The official Twitter accounts of the high-profile mogul, including Bill Gates, Elon Musk, and Jeff Bezos were the ones compromised in this attack. It has also been reported that the Twitter account of former US Vice President Joe Biden was also hacked as well as the account of former US President Barack Obama.
Other breached accounts that were included in this widespread cryptocurrency scam are Warren Buffet, Mike Bloomberg, Kim Kardashian, Kanye West, Floyd Mayweather, Wiz Khalifa, Apple, Uber, CoinDesk, Binance, Bitcoin, and Gemini.
As part of Twitter’s remediation efforts, hacked Twitter accounts that used to promote the Bitcoin scam were restricted from tweeting.
There were several speculations on how the hack was successfully carried away by the Cybercriminals simultaneously on several high-profile Twitter accounts, this includes a Zero-day vulnerability that is used to bypass the site’s authentication.
As per Twitter’s investigation, they have detected that the Cybercriminals behind this attack successfully operate Social Engineering attacks to their employees that have access to their Internal Systems.
Most of the hacked accounts were now restored to the account owner’s possession, and the scam post was already removed. It has been reported. However, that bitcoin address used in the scam was able to generate a vast amount of $100, 000 from various transactions.
Twitter assured that they have taken significant steps to limit access to their Internal Systems and tools while their investigation is still ongoing in this widespread attack.

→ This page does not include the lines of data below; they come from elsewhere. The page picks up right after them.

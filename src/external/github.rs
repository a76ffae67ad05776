use async_trait::async_trait;
use base64::Engine;
use base64::engine::general_purpose::STANDARD;
use reqwest::{Client, StatusCode};
use serde::{Deserialize, Serialize};
use serde_json::Value;
use std::time::Duration;

use crate::config::GithubConfig;
use crate::error::{AppError, AppResult};
use crate::store::{CollectionKey, Snapshot, Store, Version, parse_records};

const USER_AGENT: &str = concat!("draw-backend/", env!("CARGO_PKG_VERSION"));

#[derive(Debug, Deserialize)]
pub struct ContentFile {
    pub sha: String,
    #[serde(default)]
    pub content: String,
    #[serde(default)]
    pub encoding: String,
}

#[derive(Debug, Deserialize)]
pub struct DirectoryEntry {
    pub name: String,
    #[serde(rename = "type")]
    pub entry_type: String,
}

#[derive(Debug, Serialize)]
struct PutContentRequest<'a> {
    message: String,
    content: String,
    branch: &'a str,
    #[serde(skip_serializing_if = "Option::is_none")]
    sha: Option<&'a str>,
}

#[derive(Debug, Deserialize)]
struct PutContentResponse {
    content: ContentFile,
}

/// 以 GitHub 仓库内容 API 作为存储, 文件 sha 即版本号
pub struct GithubContentStore {
    client: Client,
    config: GithubConfig,
}

impl GithubContentStore {
    pub fn new(config: GithubConfig, timeout: Duration) -> AppResult<Self> {
        let client = Client::builder()
            .timeout(timeout)
            .user_agent(USER_AGENT)
            .build()?;
        Ok(Self { client, config })
    }

    fn contents_url(&self, path: &str) -> String {
        let prefix = self.config.path_prefix.trim_matches('/');
        let full_path = if prefix.is_empty() {
            path.to_string()
        } else {
            format!("{prefix}/{path}")
        };
        format!(
            "{}/repos/{}/{}/contents/{}",
            self.config.api_base.trim_end_matches('/'),
            self.config.owner,
            self.config.repo,
            full_path
        )
    }

    fn ensure_configured(&self) -> AppResult<()> {
        if !self.config.has_credentials() {
            return Err(AppError::StoreUnavailable(
                "GitHub store credentials are not configured".to_string(),
            ));
        }
        Ok(())
    }

    async fn get(&self, path: &str) -> AppResult<reqwest::Response> {
        self.ensure_configured()?;
        self.client
            .get(self.contents_url(path))
            .query(&[("ref", self.config.branch.as_str())])
            .bearer_auth(&self.config.token)
            .header("Accept", "application/vnd.github+json")
            .send()
            .await
            .map_err(unavailable)
    }

    fn decode(file: &ContentFile, key: &CollectionKey) -> AppResult<Vec<Value>> {
        if file.encoding != "base64" {
            return Err(AppError::StoreUnavailable(format!(
                "{key} has unsupported encoding '{}'",
                file.encoding
            )));
        }
        // GitHub 返回的 base64 每 60 个字符换行
        let compact: String = file.content.split_whitespace().collect();
        let bytes = STANDARD
            .decode(compact)
            .map_err(|e| AppError::StoreUnavailable(format!("{key} base64 decode failed: {e}")))?;
        parse_records(key, &bytes)
    }
}

fn unavailable(e: reqwest::Error) -> AppError {
    AppError::StoreUnavailable(format!("GitHub request failed: {e}"))
}

async fn status_error(what: &str, response: reqwest::Response) -> AppError {
    let status = response.status();
    let body = response
        .text()
        .await
        .unwrap_or_else(|_| "Unknown error".to_string());
    AppError::StoreUnavailable(format!("GitHub {what} failed with {status}: {body}"))
}

#[async_trait]
impl Store for GithubContentStore {
    async fn read(&self, key: &CollectionKey) -> AppResult<Snapshot> {
        let response = self.get(&key.path()).await?;

        match response.status() {
            StatusCode::NOT_FOUND => Err(AppError::NotFound(format!("{key} not found"))),
            s if s.is_success() => {
                let file: ContentFile = response.json().await.map_err(unavailable)?;
                let records = Self::decode(&file, key)?;
                Ok(Snapshot {
                    records,
                    version: Version::new(file.sha),
                })
            }
            _ => Err(status_error("read", response).await),
        }
    }

    async fn write(
        &self,
        key: &CollectionKey,
        records: &[Value],
        expected: &Version,
    ) -> AppResult<Version> {
        self.ensure_configured()?;

        let body = PutContentRequest {
            message: format!("Update {key}"),
            content: STANDARD.encode(serde_json::to_vec_pretty(records)?),
            branch: &self.config.branch,
            sha: expected.token(),
        };

        let response = self
            .client
            .put(self.contents_url(&key.path()))
            .bearer_auth(&self.config.token)
            .header("Accept", "application/vnd.github+json")
            .json(&body)
            .send()
            .await
            .map_err(unavailable)?;

        match response.status() {
            // 409: sha 过期; 422: 文件已存在但未携带 sha
            StatusCode::CONFLICT | StatusCode::UNPROCESSABLE_ENTITY => {
                Err(AppError::Conflict(format!("{key} was modified concurrently")))
            }
            s if s.is_success() => {
                let result: PutContentResponse = response.json().await.map_err(unavailable)?;
                log::debug!("Committed {key} at {}", result.content.sha);
                Ok(Version::new(result.content.sha))
            }
            _ => Err(status_error("write", response).await),
        }
    }

    async fn list(&self, dir: &str) -> AppResult<Vec<String>> {
        let response = self.get(dir).await?;

        match response.status() {
            StatusCode::NOT_FOUND => Err(AppError::NotFound(format!("directory {dir} not found"))),
            s if s.is_success() => {
                let entries: Vec<DirectoryEntry> = response.json().await.map_err(unavailable)?;
                let mut names: Vec<String> = entries
                    .into_iter()
                    .filter(|e| e.entry_type == "file")
                    .map(|e| e.name)
                    .collect();
                names.sort();
                Ok(names)
            }
            _ => Err(status_error("list", response).await),
        }
    }
}
//! Magazine loading.
//!
//! A load draws a live count and a blank count independently and
//! uniformly from their configured ranges, lays out that multiset, and
//! applies a uniform permutation. Loading is a pure function of the
//! random source: no state survives between loads.

use serde::{Deserialize, Serialize};

use crate::core::{GameConfig, RandomSource, ShellRange};

use super::{Magazine, Shell};

/// Result of one loading round.
#[derive(Clone, Debug, PartialEq, Eq, Serialize, Deserialize)]
pub struct Load {
    pub magazine: Magazine,
    pub live_count: u32,
    pub blank_count: u32,
}

/// Builds randomized magazines from configured ranges.
#[derive(Clone, Copy, Debug, PartialEq, Eq)]
pub struct MagazineLoader {
    live: ShellRange,
    blank: ShellRange,
}

impl MagazineLoader {
    /// Create a loader for explicit ranges. Callers are expected to pass
    /// ranges that passed `GameConfig::validate`.
    pub fn new(live: ShellRange, blank: ShellRange) -> Self {
        Self { live, blank }
    }

    /// Create a loader from the game configuration.
    pub fn from_config(config: &GameConfig) -> Self {
        Self::new(config.live_shells, config.blank_shells)
    }

    /// Load a fresh magazine.
    pub fn load<R: RandomSource>(&self, rng: &mut R) -> Load {
        let live_count = rng.uniform(self.live.min, self.live.max);
        let blank_count = rng.uniform(self.blank.min, self.blank.max);

        let mut shells = Vec::with_capacity(live_count as usize + blank_count as usize);
        shells.extend(std::iter::repeat(Shell::Live).take(live_count as usize));
        shells.extend(std::iter::repeat(Shell::Blank).take(blank_count as usize));
        rng.shuffle(&mut shells);

        Load {
            magazine: Magazine::from_shells(shells),
            live_count,
            blank_count,
        }
    }
}
//! # shotgun-roulette
//!
//! Session engine for a turn-based shotgun roulette duel: a human player
//! and a scripted bot take turns drawing shells from a randomized
//! magazine and aiming at each other or themselves. Live shells cost a
//! life, blanks don't; the match ends when either side runs out.
//!
//! ## Design Principles
//!
//! 1. **One rule table**: every shot goes through `ShotResolver::resolve`.
//!    Damage, points and turn passing live there and nowhere else.
//!
//! 2. **Injected randomness**: magazine loads and bot targeting take a
//!    `RandomSource`, so every scenario can be replayed with a seed or an
//!    exact script.
//!
//! 3. **Per-session locking**: the store's index is only locked to find,
//!    add or evict a session. Shots on different sessions never wait on
//!    each other.
//!
//! 4. **Discriminated results**: a shot request reloads, fires, or ends
//!    the match, and the result type says which.
//!
//! ## Modules
//!
//! - `core`: combatants, turns, randomness, configuration
//! - `magazine`: shells and magazine loading
//! - `rules`: shot resolution table and bot policy
//! - `session`: game sessions and the concurrent session store
//! - `scores`: score/audit persistence boundary, ranking, statistics
//! - `service`: typed request/response contract for a transport layer
//!
//! ## Example
//!
//! ```
//! use std::sync::Arc;
//! use shotgun_roulette::{GameConfig, GameRng, MemoryScoreRecorder, SessionStore, Target};
//!
//! let recorder = Arc::new(MemoryScoreRecorder::new());
//! let store = SessionStore::new(GameConfig::default(), recorder).unwrap();
//! let mut rng = GameRng::new(42);
//!
//! let started = store.create("Ana", &mut rng).unwrap();
//! assert_eq!(started.snapshot.player_lives, 3);
//!
//! let outcome = store
//!     .player_shoot(&started.snapshot.token, Target::Opponent, &mut rng)
//!     .unwrap();
//! assert_eq!(outcome.snapshot().shots_fired, 1);
//! ```

pub mod core;
pub mod magazine;
pub mod rules;
pub mod scores;
pub mod service;
pub mod session;

// Re-export commonly used types
pub use crate::core::{
    Combatant, ConfigError, GameConfig, GameRng, RandomSource, ScoringRules, ScriptedRng,
    ShellRange, Target, Turn,
};

pub use crate::magazine::{Load, Magazine, MagazineLoader, Shell};

pub use crate::rules::{BotPolicy, MessageKind, Outcome, ShotResolver};

pub use crate::session::{
    ErrorKind, GameSession, SessionError, SessionRegistry, SessionSnapshot, SessionStatus,
    SessionStore, SessionToken, SharedSessionMap, ShotOutcome, ShotRecord, Started,
};

pub use crate::scores::{
    MemoryScoreRecorder, RankingEntry, RecordError, ScoreRecord, ScoreRecorder, Statistics,
};

pub use crate::service::GameService;
//! Score persistence boundary.
//!
//! The session store only needs an insert/query contract; which storage
//! engine sits behind it is the embedding application's choice.
//! `MemoryScoreRecorder` is the in-process implementation.

use std::sync::atomic::{AtomicUsize, Ordering};
use std::sync::RwLock;

use im::Vector;
use rustc_hash::FxHashMap;
use thiserror::Error;
use time::OffsetDateTime;

use super::ranking;
use super::{RankingEntry, ScoreRecord, SessionAudit, SessionEnd, SessionStart, Statistics};

/// Persistence failures.
#[derive(Clone, Debug, PartialEq, Eq, Error)]
pub enum RecordError {
    #[error("score storage unavailable: {0}")]
    Unavailable(String),

    #[error("session {0} already has an audit record")]
    DuplicateSession(String),

    #[error("no audit record for session {0}")]
    UnknownSession(String),
}

/// Insert/query contract for finished matches and session audits.
///
/// Implementations must be shareable across request handlers.
pub trait ScoreRecorder: Send + Sync {
    /// Write the audit "start" record. Tokens are unique.
    fn open_session(&self, start: &SessionStart) -> Result<(), RecordError>;

    /// Append a final score.
    fn record_score(&self, record: &ScoreRecord) -> Result<(), RecordError>;

    /// Fill in the end of an audit record.
    fn close_session(&self, end: &SessionEnd) -> Result<(), RecordError>;

    /// Best scores, highest first, ties broken by most recent.
    fn ranking(&self, limit: usize) -> Result<Vec<RankingEntry>, RecordError>;

    /// Like `ranking`, restricted to scores recorded at or after `since`.
    fn ranking_since(
        &self,
        limit: usize,
        since: OffsetDateTime,
    ) -> Result<Vec<RankingEntry>, RecordError>;

    fn statistics(&self) -> Result<Statistics, RecordError>;
}

#[derive(Debug, Default)]
struct MemoryState {
    scores: Vector<ScoreRecord>,
    sessions: FxHashMap<String, SessionAudit>,
}

/// In-process recorder.
///
/// Writes can be made to fail on demand with [`fail_next`], which is how
/// the store's retry path is exercised.
///
/// [`fail_next`]: MemoryScoreRecorder::fail_next
#[derive(Debug, Default)]
pub struct MemoryScoreRecorder {
    state: RwLock<MemoryState>,
    failures: AtomicUsize,
}

impl MemoryScoreRecorder {
    pub fn new() -> Self {
        Self::default()
    }

    /// Make the next `count` write calls fail with `Unavailable`.
    pub fn fail_next(&self, count: usize) {
        self.failures.store(count, Ordering::SeqCst);
    }

    /// All score records in insertion order.
    ///
    /// Cheap: the log is a persistent vector.
    #[must_use]
    pub fn scores(&self) -> Vector<ScoreRecord> {
        self.state.read().expect("score recorder lock poisoned").scores.clone()
    }

    /// Audit record for a token, if any.
    #[must_use]
    pub fn audit(&self, token: &str) -> Option<SessionAudit> {
        self.state
            .read()
            .expect("score recorder lock poisoned")
            .sessions
            .get(token)
            .cloned()
    }

    /// Number of audit records, open or closed.
    #[must_use]
    pub fn audit_count(&self) -> usize {
        self.state.read().expect("score recorder lock poisoned").sessions.len()
    }

    fn check_injected_failure(&self) -> Result<(), RecordError> {
        let consumed = self
            .failures
            .fetch_update(Ordering::SeqCst, Ordering::SeqCst, |n| n.checked_sub(1));
        match consumed {
            Ok(_) => Err(RecordError::Unavailable("injected failure".to_string())),
            Err(_) => Ok(()),
        }
    }
}

impl ScoreRecorder for MemoryScoreRecorder {
    fn open_session(&self, start: &SessionStart) -> Result<(), RecordError> {
        self.check_injected_failure()?;
        let mut state = self.state.write().expect("score recorder lock poisoned");
        if state.sessions.contains_key(&start.session_token) {
            return Err(RecordError::DuplicateSession(start.session_token.clone()));
        }
        state
            .sessions
            .insert(start.session_token.clone(), SessionAudit::opened(start));
        Ok(())
    }

    fn record_score(&self, record: &ScoreRecord) -> Result<(), RecordError> {
        self.check_injected_failure()?;
        let mut state = self.state.write().expect("score recorder lock poisoned");
        state.scores.push_back(record.clone());
        tracing::info!(name = %record.name, score = record.score, "score saved");
        Ok(())
    }

    fn close_session(&self, end: &SessionEnd) -> Result<(), RecordError> {
        self.check_injected_failure()?;
        let mut state = self.state.write().expect("score recorder lock poisoned");
        let audit = state
            .sessions
            .get_mut(&end.session_token)
            .ok_or_else(|| RecordError::UnknownSession(end.session_token.clone()))?;
        audit.close(end);
        Ok(())
    }

    fn ranking(&self, limit: usize) -> Result<Vec<RankingEntry>, RecordError> {
        let scores = self.scores();
        Ok(ranking::rank(&scores, limit, None))
    }

    fn ranking_since(
        &self,
        limit: usize,
        since: OffsetDateTime,
    ) -> Result<Vec<RankingEntry>, RecordError> {
        let scores = self.scores();
        Ok(ranking::rank(&scores, limit, Some(since)))
    }

    fn statistics(&self) -> Result<Statistics, RecordError> {
        let scores = self.scores();
        Ok(ranking::statistics(&scores))
    }
}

Blue checkbox – not everything you see is true
What made social engineering successful despite the obvious too good to be true statement? It is the blue checkmark of these profiles. Their reputation in the world made them look like they are telling the truth. People depended too much on indicators from the social media platform. We do hope that this serves as a lesson to everyone. Remember, it is old but gold to say that “If it is too good to be true, then most likely it really is.”